Developing a set of national housing standards outside of the Building Regulations would cause confusion

Paul Everall

For many years I have believed in a fairly simple distinction: planning (or development control) exists to decide on suitable locations for buildings and ensure their aesthetic features are environmentally acceptable; and all the technical requirements needed for buildings should be covered in Building Regulations.

In recent years I have been concerned about the growing tendency of local authorities to try and impose additional requirements over and above those in the Building Regulations through the planning system, in particular in relation to energy. Following the report produced by Sir John Harman and his team, I therefore welcomed the decision of the government to set up a review of all the standards being applied to new housing – although I was concerned when I saw the terms of reference referred to “ a radical and fundamental review of the Building Regulations”, the last thing I thought we needed in the economic circumstances we were in last year. I was also intrigued by the setting up a four-person “Challenge Panel”, a concept I had not come across before.

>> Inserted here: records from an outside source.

//! `cargo install-update`-driven driver (§4.4): best-effort, parallelizable.
//!
//! `cargo-install-update` (from `cargo-update`) is an optional extension;
//! when it isn't on `PATH`, this driver reports itself unavailable rather
//! than failing, and the registry drops it with a warning if enabled.

use crate::errors::AppError;
use crate::process::{PathLookup, ProcessRunner};
use crate::updater::Updater;
use async_trait::async_trait;
use devsync_common::config::ManagerConfig;
use devsync_common::sysupdate::{ManagerUpdateResult, PackageChange};
use regex::Regex;
use std::sync::{Arc, Mutex};
use tokio_util::sync::CancellationToken;

pub struct CargoUpdater {
    process: Arc<dyn ProcessRunner>,
    path_lookup: Arc<dyn PathLookup>,
    config: Mutex<ManagerConfig>,
}

impl CargoUpdater {
    pub fn new(process: Arc<dyn ProcessRunner>, path_lookup: Arc<dyn PathLookup>) -> Self {
        Self {
            process,
            path_lookup,
            config: Mutex::new(ManagerConfig::default()),
        }
    }
}

/// Best-effort parse of `cargo install-update -a` lines of the form
/// `Updating name v1.0.0 -> v1.1.0`.
fn parse_update_output(stdout: &str) -> Vec<PackageChange> {
    let re = Regex::new(r"^Updating\s+(\S+)\s+v(\S+)\s*->\s*v(\S+)$").unwrap();
    stdout
        .lines()
        .filter_map(|line| {
            re.captures(line.trim()).map(|c| PackageChange {
                name: c[1].to_string(),
                current_version: Some(c[2].to_string()),
                new_version: Some(c[3].to_string()),
            })
        })
        .collect()
}

#[async_trait]
impl Updater for CargoUpdater {
    fn name(&self) -> &str {
        "cargo"
    }

    fn display_name(&self) -> &str {
        "cargo (installed binaries)"
    }

    fn is_available(&self) -> bool {
        self.path_lookup.find("cargo-install-update").is_some()
    }

    fn configure(&self, cfg: ManagerConfig) {
        *self.config.lock().unwrap() = cfg;
    }

    async fn update(
        &self,
        ctx: &CancellationToken,
        dry_run: bool,
    ) -> Result<ManagerUpdateResult, AppError> {
        if !self.is_available() {
            return Ok(ManagerUpdateResult {
                message: "cargo-install-update not on PATH; skipped".to_string(),
                ..Default::default()
            });
        }

        if dry_run {
            return Ok(ManagerUpdateResult {
                message: "would run: cargo install-update -a".to_string(),
                ..Default::default()
            });
        }

        let output = self
            .process
            .run_checked(
                ctx,
                None,
                "cargo",
                &["install-update".to_string(), "-a".to_string()],
            )
            .await?;

        let packages = parse_update_output(&output.stdout);
        Ok(ManagerUpdateResult {
            message: "cargo install-update complete".to_string(),
            updated_count: packages.len(),
            packages,
            failed_count: 0,
            errors: Vec::new(),
        })
    }
}

#[cfg(test)]
mod tests {
    use super::*;
    use crate::process::FakeProcessRunner;

    struct Found;
    impl PathLookup for Found {
        fn find(&self, _program: &str) -> Option<std::path::PathBuf> {
            Some(std::path::PathBuf::from("/home/user/.cargo/bin/cargo-install-update"))
        }
    }
    struct NotFound;
    impl PathLookup for NotFound {
        fn find(&self, _program: &str) -> Option<std::path::PathBuf> {
            None
        }
    }

    #[test]
    fn parses_updating_lines() {
        let stdout = "Updating ripgrep v13.0.0 -> v14.1.0\nnothing to do for bat\n";
        let packages = parse_update_output(stdout);
        assert_eq!(packages.len(), 1);
        assert_eq!(packages[0].name, "ripgrep");
    }

    #[tokio::test]
    async fn unavailable_driver_is_a_graceful_no_op() {
        let process = Arc::new(FakeProcessRunner::new());
        let updater = CargoUpdater::new(process.clone(), Arc::new(NotFound));
        let ctx = CancellationToken::new();
        let result = updater.update(&ctx, false).await.unwrap();
        assert!(result.message.contains("not on PATH"));
        assert_eq!(process.calls().len(), 0);
    }

    #[tokio::test]
    async fn available_driver_runs_and_parses() {
        let process = Arc::new(FakeProcessRunner::new());
        process.push_success("Updating ripgrep v13.0.0 -> v14.1.0\n");
        let updater = CargoUpdater::new(process.clone(), Arc::new(Found));
        let ctx = CancellationToken::new();
        let result = updater.update(&ctx, false).await.unwrap();
        assert_eq!(result.updated_count, 1);
    }
}
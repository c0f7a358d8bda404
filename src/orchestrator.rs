//! Update Orchestrator (§4.9): partitions enabled updaters into exclusive
//! and parallel phases, gates each phase on sudo, and drives the Runner.

use crate::errors::AppError;
use crate::process::ProcessRunner;
use crate::runner::{self, Job};
use crate::updater::{requires_exclusive, requires_sudo, Updater};
use devsync_common::config::ManagerConfig;
use devsync_common::sysupdate::UpdateStats;
use std::collections::HashMap;
use std::sync::{Arc, Mutex};
use tokio_util::sync::CancellationToken;

/// `flagJobs>0 → flagJobs; else configJobs>0 → configJobs; else 1` (§4.9).
pub fn resolve_jobs(flag_jobs: usize, config_jobs: usize) -> usize {
    if flag_jobs > 0 {
        flag_jobs
    } else if config_jobs > 0 {
        config_jobs
    } else {
        1
    }
}

fn partition(updaters: Vec<Arc<dyn Updater>>) -> (Vec<Arc<dyn Updater>>, Vec<Arc<dyn Updater>>) {
    updaters
        .into_iter()
        .partition(|u| requires_exclusive(u.name()))
}

async fn run_phase(
    ctx: &CancellationToken,
    process: &dyn ProcessRunner,
    phase: Vec<Arc<dyn Updater>>,
    concurrency: usize,
    dry_run: bool,
    manager_configs: &HashMap<String, ManagerConfig>,
) -> Result<UpdateStats, AppError> {
    if phase.is_empty() {
        return Ok(UpdateStats::default());
    }

    let needs_sudo = phase
        .iter()
        .any(|u| requires_sudo(u.name(), manager_configs.get(u.name())));
    if needs_sudo && !dry_run {
        process
            .run_checked(ctx, None, "sudo", &["-v".to_string()])
            .await?;
    }

    let stats: Arc<Mutex<HashMap<usize, Result<devsync_common::sysupdate::ManagerUpdateResult, String>>>> =
        Arc::new(Mutex::new(HashMap::new()));

    let jobs: Vec<Job> = phase
        .iter()
        .enumerate()
        .map(|(index, updater)| {
            let updater = updater.clone();
            let stats = stats.clone();
            Job::new(updater.name().to_string(), move |ctx| {
                let updater = updater.clone();
                let stats = stats.clone();
                async move {
                    let outcome = updater.update(&ctx, dry_run).await;
                    let recorded = outcome
                        .as_ref()
                        .map(|r| r.clone())
                        .map_err(|e| e.to_string());
                    stats.lock().unwrap().insert(index, recorded);
                    outcome.map(|_| ())
                }
            })
        })
        .collect();

    let summary = runner::execute(ctx, concurrency, jobs).await;

    let mut merged = UpdateStats::default();
    let collected = stats.lock().unwrap();
    for index in 0..phase.len() {
        match collected.get(&index) {
            Some(Ok(manager_result)) => {
                merged.updated += manager_result.updated_count;
                merged.failed += manager_result.failed_count;
                merged.errors.extend(manager_result.errors.clone());
            }
            Some(Err(_)) => {
                // A cancellation-class error is already reflected as
                // `skipped` in `summary`, not counted as `failed` here.
                if summary.results[index].status == devsync_common::job::JobStatus::Failed {
                    merged.failed += 1;
                    if let Some(err) = &summary.results[index].err {
                        merged.errors.push(err.clone());
                    }
                }
            }
            None => {}
        }
    }

    Ok(merged)
}

/// Drive `enabledUpdaters[]` through the exclusive-then-parallel phases.
pub async fn run(
    ctx: &CancellationToken,
    process: &dyn ProcessRunner,
    enabled_updaters: Vec<Arc<dyn Updater>>,
    jobs_concurrency: usize,
    dry_run: bool,
    manager_configs: &HashMap<String, ManagerConfig>,
) -> Result<UpdateStats, AppError> {
    let (exclusive, parallel) = partition(enabled_updaters);

    let mut stats = UpdateStats::default();
    stats.merge(run_phase(ctx, process, exclusive, 1, dry_run, manager_configs).await?);
    stats.merge(run_phase(ctx, process, parallel, jobs_concurrency.max(1), dry_run, manager_configs).await?);
    Ok(stats)
}

#[cfg(test)]
mod tests {
    use super::*;
    use crate::process::FakeProcessRunner;
    use async_trait::async_trait;
    use devsync_common::sysupdate::ManagerUpdateResult;

    struct StubUpdater {
        name: &'static str,
        result: ManagerUpdateResult,
    }

    #[async_trait]
    impl Updater for StubUpdater {
        fn name(&self) -> &str {
            self.name
        }
        fn display_name(&self) -> &str {
            self.name
        }
        fn is_available(&self) -> bool {
            true
        }
        fn configure(&self, _cfg: ManagerConfig) {}
        async fn update(
            &self,
            _ctx: &CancellationToken,
            _dry_run: bool,
        ) -> Result<ManagerUpdateResult, AppError> {
            Ok(self.result.clone())
        }
    }

    #[test]
    fn resolve_jobs_prefers_flag_then_config_then_one() {
        assert_eq!(resolve_jobs(4, 2), 4);
        assert_eq!(resolve_jobs(0, 2), 2);
        assert_eq!(resolve_jobs(0, 0), 1);
    }

    #[tokio::test]
    async fn apt_runs_exclusively_before_parallel_phase_and_sudo_refreshes() {
        let process = Arc::new(FakeProcessRunner::new());
        process.push_success(""); // sudo -v for exclusive phase

        let apt = Arc::new(StubUpdater {
            name: "apt",
            result: ManagerUpdateResult {
                message: "ok".to_string(),
                updated_count: 2,
                ..Default::default()
            },
        });
        let brew = Arc::new(StubUpdater {
            name: "brew",
            result: ManagerUpdateResult {
                message: "ok".to_string(),
                updated_count: 3,
                ..Default::default()
            },
        });

        let ctx = CancellationToken::new();
        let configs = HashMap::new();
        let stats = run(&ctx, process.as_ref(), vec![apt, brew], 2, false, &configs)
            .await
            .unwrap();

        assert_eq!(stats.updated, 5);
        assert_eq!(stats.failed, 0);
        // Exactly one `sudo -v`: the exclusive (apt) phase needs it, the
        // parallel (brew) phase does not.
        assert_eq!(process.calls().len(), 1);
        assert_eq!(process.calls()[0].0, "sudo");
    }

    #[tokio::test]
    async fn dry_run_skips_sudo_refresh() {
        let process = Arc::new(FakeProcessRunner::new());
        let apt = Arc::new(StubUpdater {
            name: "apt",
            result: ManagerUpdateResult::default(),
        });
        let ctx = CancellationToken::new();
        let configs = HashMap::new();
        run(&ctx, process.as_ref(), vec![apt], 1, true, &configs)
            .await
            .unwrap();
        assert_eq!(process.calls().len(), 0);
    }

    #[test]
    fn partition_places_only_apt_in_exclusive() {
        let apt = Arc::new(StubUpdater {
            name: "apt",
            result: ManagerUpdateResult::default(),
        }) as Arc<dyn Updater>;
        let brew = Arc::new(StubUpdater {
            name: "brew",
            result: ManagerUpdateResult::default(),
        }) as Arc<dyn Updater>;
        let (exclusive, parallel) = partition(vec![apt, brew]);
        assert_eq!(exclusive.len(), 1);
        assert_eq!(exclusive[0].name(), "apt");
        assert_eq!(parallel.len(), 1);
        assert_eq!(parallel[0].name(), "brew");
    }
}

And now the review has been published, including the views of the panel, and a consultation paper issued. In the event I need not have been so concerned, because both the panel and the individual working groups have come down firmly in favour of the Building Regulations being the core repository of technical standards for the construction industry.

Of course, I welcome that. The working groups have also done excellent work too in reviewing all the existing standards on particular issues, and making recommendations as to what might be needed in future. In the field of sustainability, these include not only energy and water efficiency, but also indoor air quality, condensation, air tightness, overheating, daylighting and sunlight. There is much detail here to be studied before the end of the consultation period.

My biggest initial concern from the consultation paper is how the recommendations might be implemented.

Three options are set out: integration of the standards into building regulations; developing separately a national set of housing standards, which could be adopted by councils in their local plans and implemented through conditions attached to a planning permission; and a hybrid whereby the second is a stepping stone to the first.

I am worried that developing a set of national housing standards outside the Building Regulations would lead to much confusion. In addition, the report recognises that the technical expertise in local authorities tends to rest in building control departments, and surely it makes sense for them to retain responsibility for these issues within councils. I am sure that LABC will be making that point in response to the consultation.